Background
Group B streptococcus (GBS) infection in pregnancy is a major cause of maternal and neonatal morbidity. An understanding of the mechanisms responsible for GBS persistence in the genital tract, as well as recognition of host defenses employed to combat its presence, are crucial to our efforts to reduce maternal GBS colonization and prevent the acquisition of neonatal infections. However, alterations in vaginal immunity in response to GBS colonization in pregnant women remain incompletely defined. Whether GBS modulates autophagy, a major host defense mechanism and contributor to the control of intracellular microbial infections, also remains unclear.
Objective
We sought to identify differences in the extent of autophagy as well as in the concentration of biomarkers previously shown to be involved in vaginal innate immunity between GBS-positive and GBS-negative pregnant women.
Study Design
We performed a prospective cohort study of healthy pregnant women, who had vaginal secretions obtained at 35-37 weeks of gestation, just prior to the standard GBS rectovaginal sample collection. The contents of the swabs were released into tubes containing 1 mL of sterile phosphate-buffered saline. Samples were centrifuged, and supernatant and cell pellet fractions were collected and stored separately at –80°C until used for analysis. Epithelial cells were then lysed, and the extent of autophagy was determined by measuring the residual level of p62 remaining in the cytoplasm. p62 is a protein that is consumed during autophagy, and so its concentration detectable in the cytoplasm is inversely related to the extent of autophagy induction. The intracellular level of the inducible 70-kDa heat shock protein (hsp70), an inhibitor of autophagy, was also measured. The cell-free fraction was assayed for D- and L-lactic acid, neutrophil gelatinase-associated lipocalin, extracellular matrix metalloproteinase inducer (EMMPRIN), matrix metalloproteinase (MMP)-8, alpha amylase, hyaluronan, and total protein. Laboratory personnel were blinded to all clinical data.
Results
There were 145 women included in the study, of which 45 (31%) were culture-positive for GBS. Vaginal cells from GBS-positive women had elevated intracellular levels of p62 (2.1 vs 0.7 pg/mL, P < .01) and hsp70 (16.9 vs 9.6 ng/mL, P = .03) as compared to GBS-negative women.
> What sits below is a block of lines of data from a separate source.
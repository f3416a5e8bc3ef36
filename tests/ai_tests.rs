//! AI integration tests.
//!
//! Agents of every difficulty playing whole matches against each other,
//! plus targeted lethal and determinism checks.

use duel_ccg::ai::{max_face_damage, AiAgent, Difficulty, DifficultyProfile, Evaluator, LethalSearch, WIN_SCORE};
use duel_ccg::cards::{Card, CardCatalog, CardId, Keyword};
use duel_ccg::core::{DrawPolicy, GameAction, GameState, RulesConfig, Side};
use duel_ccg::effects::{EffectDescriptor, EffectKind, TargetSelector};
use duel_ccg::rules::{RulesEngine, TurnEngine};

fn catalog() -> CardCatalog {
    CardCatalog::from_cards(vec![
        Card::minion(CardId::new(1), "Recruit", 1, 1, 2),
        Card::minion(CardId::new(2), "Shieldbearer", 2, 1, 4).with_keyword(Keyword::Taunt),
        Card::minion(CardId::new(3), "Raider", 3, 3, 2).with_keyword(Keyword::Charge),
        Card::minion(CardId::new(4), "Ogre", 5, 5, 6),
        Card::spell(
            CardId::new(5),
            "Firebolt",
            2,
            EffectDescriptor::new(EffectKind::Damage { amount: 3 }, TargetSelector::AnyCharacter),
        ),
        Card::weapon(CardId::new(6), "Hatchet", 2, 2, 2),
    ])
}

fn new_match(seed: u64) -> (TurnEngine, GameState) {
    let config = RulesConfig::default()
        .with_deck_size(15)
        .with_draw_policy(DrawPolicy::Fatigue);
    let engine = TurnEngine::new(config);
    let mut state = GameState::from_catalog(&catalog(), engine.config(), seed).unwrap();
    engine.start_game(&mut state);
    (engine, state)
}

/// Play agents against each other until the match ends. Returns turns taken.
fn play_out(engine: &TurnEngine, state: &mut GameState, agents: &mut [AiAgent; 2]) -> u32 {
    let mut turns = 0;
    while engine.is_terminal(state).is_none() {
        assert!(turns < 300, "match did not finish");
        let side = state.current_turn;
        let agent = &mut agents[side.index()];
        let taken = agent.play_turn(engine, state, side).unwrap();
        assert!(!taken.is_empty());
        turns += 1;
    }
    turns
}

// =============================================================================
// Whole Matches
// =============================================================================

/// Every difficulty finishes a match against every other without ever
/// submitting an illegal action.
#[test]
fn test_every_pairing_finishes() {
    for (i, a) in Difficulty::ALL.into_iter().enumerate() {
        for (j, b) in Difficulty::ALL.into_iter().enumerate() {
            let (engine, mut state) = new_match((i * 5 + j) as u64);
            let mut agents = [AiAgent::from_difficulty(a, 1), AiAgent::from_difficulty(b, 2)];
            play_out(&engine, &mut state, &mut agents);
            assert!(state.is_over());
        }
    }
}

/// Without mistakes the agent is fully determined by the state.
#[test]
fn test_mistake_free_agent_is_deterministic() {
    let (engine, mut state) = new_match(4);
    for _ in 0..6 {
        let side = state.current_turn;
        engine.apply_action(&mut state, side, &GameAction::EndTurn).unwrap();
    }
    let side = state.current_turn;

    let mut a = AiAgent::from_difficulty(Difficulty::MaximumHell, 10);
    let mut b = AiAgent::from_difficulty(Difficulty::MaximumHell, 99);
    assert_eq!(a.plan_turn(&engine, &state, side), b.plan_turn(&engine, &state, side));
}

/// The same seed makes the same mistakes.
#[test]
fn test_seeded_mistakes_replay() {
    let (engine, mut state) = new_match(6);
    for _ in 0..8 {
        let side = state.current_turn;
        engine.apply_action(&mut state, side, &GameAction::EndTurn).unwrap();
    }
    let side = state.current_turn;

    let plan = |seed| AiAgent::from_difficulty(Difficulty::Easy, seed).plan_turn(&engine, &state, side);
    assert_eq!(plan(3), plan(3));
}

// =============================================================================
// Lethal
// =============================================================================

fn lethal_board() -> (TurnEngine, GameState) {
    let engine = TurnEngine::new(RulesConfig::default().with_opening_hand(0));
    let mut state = GameState::new(engine.config(), 1);
    state.player_mut(Side::Opponent).health = 5;
    {
        let player = state.player_mut(Side::Player);
        player.max_mana = 2;
        player.mana = 2;
    }
    state.add_to_board(
        Side::Opponent,
        &Card::minion(CardId::new(2), "Guard", 2, 1, 2).with_keyword(Keyword::Taunt),
    );
    for attack in [2, 3] {
        let id = state.add_to_board(Side::Player, &Card::minion(CardId::new(9), "Soldier", 2, attack, 3));
        state.minion_mut(id).unwrap().refresh();
    }
    state.add_to_hand(
        Side::Player,
        Card::spell(
            CardId::new(5),
            "Firebolt",
            2,
            EffectDescriptor::new(EffectKind::Damage { amount: 3 }, TargetSelector::AnyCharacter),
        ),
    );
    (engine, state)
}

/// A kill behind a taunt is found, and the line replays to a win.
#[test]
fn test_lethal_through_taunt() {
    let (engine, state) = lethal_board();

    let line = LethalSearch::new(1_000).find(&engine, &state, Side::Player).expect("lethal exists");

    let mut replay = state.clone();
    for action in &line {
        engine.apply_action(&mut replay, Side::Player, action).unwrap();
    }
    assert_eq!(replay.winner, Some(Side::Player));
    assert!(line.iter().all(|a| *a != GameAction::EndTurn));
}

/// Hard agents take the kill; Easy agents never search for it.
#[test]
fn test_lethal_seeking_by_difficulty() {
    let (engine, state) = lethal_board();

    let mut hard = AiAgent::from_difficulty(Difficulty::Hard, 1);
    let mut live = state.clone();
    hard.play_turn(&engine, &mut live, Side::Player).unwrap();
    assert_eq!(live.winner, Some(Side::Player));

    assert!(!Difficulty::Easy.profile().lethal_seeking);
    let easy = DifficultyProfile::from_difficulty(Difficulty::Easy).with_mistake_chance(0.0);
    let plan = AiAgent::new(easy, 1).plan_turn(&engine, &state, Side::Player);
    assert!(!plan.is_empty());
}

/// The optimistic bound counts board, weapon and burn.
#[test]
fn test_face_damage_bound() {
    let (_, state) = lethal_board();
    assert_eq!(max_face_damage(&state, Side::Player), Some(8));
}

// =============================================================================
// Scoring
// =============================================================================

/// A won state outranks anything on the board.
#[test]
fn test_won_state_scores_highest() {
    let (engine, state) = lethal_board();
    let evaluator = Evaluator::new(Difficulty::Nightmare.profile());

    let mut won = state.clone();
    let line = LethalSearch::default().find(&engine, &state, Side::Player).unwrap();
    for action in &line {
        engine.apply_action(&mut won, Side::Player, action).unwrap();
    }

    assert_eq!(evaluator.score(&won, Side::Player), WIN_SCORE);
    assert_eq!(evaluator.score(&won, Side::Opponent), -WIN_SCORE);
    assert!(evaluator.score(&state, Side::Player) < WIN_SCORE);
}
The p62 and hsp70 levels were highly correlated in both groups of subjects ( P < .01). In vaginal fluid, concentrations of neutrophil gelatinase-associated lipocalin (1.1 vs 0.7 ng/μg total protein, P = .01), MMP-8 (21.9 vs 11.1 pg/μg total protein, P = .01), and extracellular MMP inducer (8.8 vs 7.2 pg/μg total protein, P = .03) were highest in GBS-positive women. There were no differences in the concentrations of D- and L-lactic acid, alpha amylase, or hyaluronan between the 2 groups of women.
Conclusion
The inhibition of autophagy in vaginal epithelial cells by GBS-induced hsp70 production is associated with its persistence. Concurrently, alterations in components known to influence vaginal bacterial colonization or facilitate microbial passage to the upper genital tract also occur in relation to GBS carriage.
Introduction
Streptococcus agalactiae or group B streptococcus (GBS) is a gram-positive bacterium that is present in 10-30% of pregnant women in the United States. Maternal GBS colonization during pregnancy can result in the vertical transmission of the bacterium to infants during the intrapartum period, leading to neonatal sepsis, pneumonia, and meningitis. Additionally, GBS infections can cause urinary tract infections, arthritis, and pneumonia in adults.
Current recommendations endorse universal screening for vaginal and rectal GBS colonization in all pregnant women at 35-37 weeks of gestation. In addition, antibiotic prophylaxis is recommended during pregnancy for those at risk. These measures have led to a decrease in the incidence of invasive early-onset GBS disease in neonates from about 1.7 per 1000 live births to approximately 0.3 cases per 1000 live births. However, GBS remains the leading infectious cause of morbidity and mortality among infants in the United States, and there is a continued need to develop novel prevention and screening protocols.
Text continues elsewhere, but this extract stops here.